▶ **Source data**
::::::::
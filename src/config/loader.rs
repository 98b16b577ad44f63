//! Configuration loading from disk and environment.

use std::fs;
use std::path::Path;

use thiserror::Error;

use crate::config::schema::AppConfig;
use crate::config::validation::{validate_config, ValidationError};

/// Overrides `storage.database_url`.
pub const ENV_DATABASE_URL: &str = "TODO_DATABASE_URL";
/// Overrides `listener.bind_address`.
pub const ENV_BIND_ADDRESS: &str = "TODO_BIND_ADDRESS";

/// Error type for configuration loading.
#[derive(Debug, Error)]
pub enum ConfigError {
    #[error("IO error: {0}")]
    Io(#[from] std::io::Error),

    #[error("Parse error: {0}")]
    Parse(#[from] toml::de::Error),

    #[error("Validation failed: {}", join(.0))]
    Validation(Vec<ValidationError>),
}

fn join(errors: &[ValidationError]) -> String {
    errors
        .iter()
        .map(ToString::to_string)
        .collect::<Vec<_>>()
        .join(", ")
}

/// Load configuration from an optional TOML file, apply environment
/// overrides, then validate.
pub fn load_config(path: Option<&Path>) -> Result<AppConfig, ConfigError> {
    let mut config = match path {
        Some(path) => parse_config(&fs::read_to_string(path)?)?,
        None => AppConfig::default(),
    };

    apply_env_overrides(&mut config, |key| std::env::var(key).ok());

    validate_config(&config).map_err(ConfigError::Validation)?;

    Ok(config)
}

/// Parse TOML content into a config without validating it.
pub fn parse_config(content: &str) -> Result<AppConfig, ConfigError> {
    Ok(toml::from_str(content)?)
}

/// Apply environment overrides using `lookup` to read variables.
pub fn apply_env_overrides<F>(config: &mut AppConfig, lookup: F)
where
    F: Fn(&str) -> Option<String>,
{
    if let Some(url) = lookup(ENV_DATABASE_URL).filter(|v| !v.is_empty()) {
        config.storage.database_url = url;
    }
    if let Some(addr) = lookup(ENV_BIND_ADDRESS).filter(|v| !v.is_empty()) {
        config.listener.bind_address = addr;
    }
}
//! Request middleware pipeline.
//!
//! # Data Flow
//! ```text
//! Incoming request
//!     → trace_context.rs (traceparent → span + extension)
//!     → TraceLayer (request/response logging)
//!     → timeout.rs (request deadline → JSON 500)
//!     → request_body.rs (buffer, log, restore body)
//!     → recover.rs (panic → 500)
//!     → controller
//! ```
//!
//! # Design Decisions
//! - Trace context is established before anything logs, so every event is
//!   correlated
//! - Panic recovery is the innermost wrap around the handler
//! - Body capture runs before the handler consumes the body

pub mod recover;
pub mod request_body;
pub mod timeout;
pub mod trace_context;

use axum::{middleware, Router};
use tower::ServiceBuilder;
use tower_http::{catch_panic::CatchPanicLayer, trace::TraceLayer};

use crate::config::AppConfig;

pub use recover::handle_panic;
pub use request_body::{capture_request_body, BodyLimit};
pub use timeout::{enforce_request_timeout, RequestTimeout};
pub use trace_context::{propagate_trace_context, TraceContext, TRACEPARENT_HEADER};

/// Wrap `router` in the full pipeline.
pub fn apply(router: Router, config: &AppConfig) -> Router {
    let body_limit = BodyLimit(config.limits.max_body_bytes);
    let request_timeout = RequestTimeout(config.timeouts.request());

    router.layer(
        ServiceBuilder::new()
            .layer(middleware::from_fn(propagate_trace_context))
            .layer(TraceLayer::new_for_http())
            .layer(middleware::from_fn_with_state(request_timeout, enforce_request_timeout))
            .layer(middleware::from_fn_with_state(body_limit, capture_request_body))
            .layer(CatchPanicLayer::custom(handle_panic)),
    )
}
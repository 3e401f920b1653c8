//! Content-addressed chunk cache.
//!
//! The reader and the blob fetch path both store fixed-size chunks under a
//! hex SHA-256 chunk ID. The [`ChunkCache`] trait captures the contract the
//! rest of the library depends on; eviction, persistence and size limits
//! are the implementation's own business.
//!
//! Two implementations are provided:
//!
//! - [`MemoryCache`]: an entry-count-bounded LRU held in memory.
//! - [`DirectoryCache`]: one file per chunk under a fan-out directory,
//!   written atomically via a temp file and rename.
//!
//! Callers must treat entries whose length differs from the expected chunk
//! size as absent; the cache itself stores whatever it is given.

use std::collections::HashMap;
use std::fs;
use std::num::NonZeroUsize;
use std::path::PathBuf;
use std::sync::Mutex;

use lru::LruCache;
use sha2::{Digest, Sha256};
use tracing::warn;

use crate::error::Result;

/// Default entry-count bound for [`MemoryCache`].
pub const DEFAULT_MEMORY_CACHE_ENTRIES: usize = 4096;

/// Compute a chunk ID: the hex SHA-256 digest of `"{key}-{offset}-{size}"`.
///
/// The reader path keys by file digest and decompressed chunk coordinates;
/// the raw-fetch path keys by blob URL and region bounds. The two key
/// families hash into the same digest space but never share a `key` string.
pub fn chunk_id(key: &str, offset: u64, size: u64) -> String {
    hex::encode(Sha256::digest(format!("{key}-{offset}-{size}").as_bytes()))
}

/// Store mapping a chunk ID to its bytes.
///
/// `fetch` and `add` must be safe under concurrent callers. `add` is
/// idempotent; replacing an entry under the same ID is permitted
/// (last-writer-wins).
pub trait ChunkCache: Send + Sync {
    /// Look up a chunk. `None` means a miss.
    fn fetch(&self, id: &str) -> Option<Vec<u8>>;

    /// Insert (or replace) a chunk.
    fn add(&self, id: &str, data: Vec<u8>);
}

/// In-memory LRU chunk cache bounded by entry count.
pub struct MemoryCache {
    entries: Mutex<LruCache<String, Vec<u8>>>,
}

impl MemoryCache {
    /// Create a cache holding at most `max_entries` chunks.
    pub fn new(max_entries: usize) -> Self {
        let cap = NonZeroUsize::new(max_entries).unwrap_or(NonZeroUsize::MIN);
        Self {
            entries: Mutex::new(LruCache::new(cap)),
        }
    }
}

impl Default for MemoryCache {
    fn default() -> Self {
        Self::new(DEFAULT_MEMORY_CACHE_ENTRIES)
    }
}

impl ChunkCache for MemoryCache {
    fn fetch(&self, id: &str) -> Option<Vec<u8>> {
        let mut entries = self.entries.lock().ok()?;
        entries.get(id).cloned()
    }

    fn add(&self, id: &str, data: Vec<u8>) {
        if let Ok(mut entries) = self.entries.lock() {
            entries.put(id.to_string(), data);
        }
    }
}

/// Filesystem chunk cache: one file per chunk ID under a two-character
/// fan-out directory.
pub struct DirectoryCache {
    root: PathBuf,
}

impl DirectoryCache {
    /// Open (creating if needed) a directory cache rooted at `root`.
    pub fn new(root: impl Into<PathBuf>) -> Result<Self> {
        let root = root.into();
        fs::create_dir_all(&root)?;
        Ok(Self { root })
    }

    fn entry_path(&self, id: &str) -> PathBuf {
        if id.len() >= 2 {
            self.root.join(&id[..2]).join(id)
        } else {
            self.root.join(id)
        }
    }
}

impl ChunkCache for DirectoryCache {
    fn fetch(&self, id: &str) -> Option<Vec<u8>> {
        fs::read(self.entry_path(id)).ok()
    }

    fn add(&self, id: &str, data: Vec<u8>) {
        // Cache writes are best effort; a failure only costs a re-fetch.
        let path = self.entry_path(id);
        let result = (|| -> std::io::Result<()> {
            if let Some(parent) = path.parent() {
                fs::create_dir_all(parent)?;
            }
            let tmp = path.with_extension("tmp");
            fs::write(&tmp, &data)?;
            fs::rename(&tmp, &path)
        })();
        if let Err(err) = result {
            warn!(id, error = %err, "failed to persist chunk");
        }
    }
}

/// Unbounded in-memory cache, mainly useful in tests and for prefetch
/// experiments where eviction would defeat the purpose.
#[derive(Default)]
pub struct UnboundedCache {
    entries: Mutex<HashMap<String, Vec<u8>>>,
}

impl UnboundedCache {
    /// Create an empty cache.
    pub fn new() -> Self {
        Self::default()
    }

    /// Number of chunks currently held.
    pub fn len(&self) -> usize {
        self.entries.lock().map(|e| e.len()).unwrap_or(0)
    }

    /// Whether the cache holds no chunks.
    pub fn is_empty(&self) -> bool {
        self.len() == 0
    }
}

impl ChunkCache for UnboundedCache {
    fn fetch(&self, id: &str) -> Option<Vec<u8>> {
        self.entries.lock().ok()?.get(id).cloned()
    }

    fn add(&self, id: &str, data: Vec<u8>) {
        if let Ok(mut entries) = self.entries.lock() {
            entries.insert(id.to_string(), data);
        }
    }
}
::::::::
▶ **Task description**
Using the data above, extract exactly the lines from the one that holds "consumes the body" to the one that holds "repository 3e401f920b1653c8", both ends included, and no others.

▶ **The answer**
//! - Body capture runs before the handler consumes the body

pub mod recover;
pub mod request_body;
pub mod timeout;
pub mod trace_context;

use axum::{middleware, Router};
use tower::ServiceBuilder;
use tower_http::{catch_panic::CatchPanicLayer, trace::TraceLayer};

use crate::config::AppConfig;

pub use recover::handle_panic;
pub use request_body::{capture_request_body, BodyLimit};
pub use timeout::{enforce_request_timeout, RequestTimeout};
pub use trace_context::{propagate_trace_context, TraceContext, TRACEPARENT_HEADER};

/// Wrap `router` in the full pipeline.
pub fn apply(router: Router, config: &AppConfig) -> Router {
    let body_limit = BodyLimit(config.limits.max_body_bytes);
    let request_timeout = RequestTimeout(config.timeouts.request());

    router.layer(
        ServiceBuilder::new()
            .layer(middleware::from_fn(propagate_trace_context))
            .layer(TraceLayer::new_for_http())
            .layer(middleware::from_fn_with_state(request_timeout, enforce_request_timeout))
            .layer(middleware::from_fn_with_state(body_limit, capture_request_body))
            .layer(CatchPanicLayer::custom(handle_panic)),
    )
}
repository 3e401f920b1653c8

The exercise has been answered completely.